[Saved entries]
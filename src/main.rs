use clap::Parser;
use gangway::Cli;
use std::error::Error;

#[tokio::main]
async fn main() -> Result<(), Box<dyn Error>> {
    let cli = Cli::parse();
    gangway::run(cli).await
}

> **WORK TO COMPLETE**
The records above must be transcribed in full, word for word.

> **ANSWER TO THE EXERCISE**
filename src/main.rs
use clap::Parser;
use gangway::Cli;
use std::error::Error;

#[tokio::main]
async fn main() -> Result<(), Box<dyn Error>> {
    let cli = Cli::parse();
    gangway::run(cli).await
}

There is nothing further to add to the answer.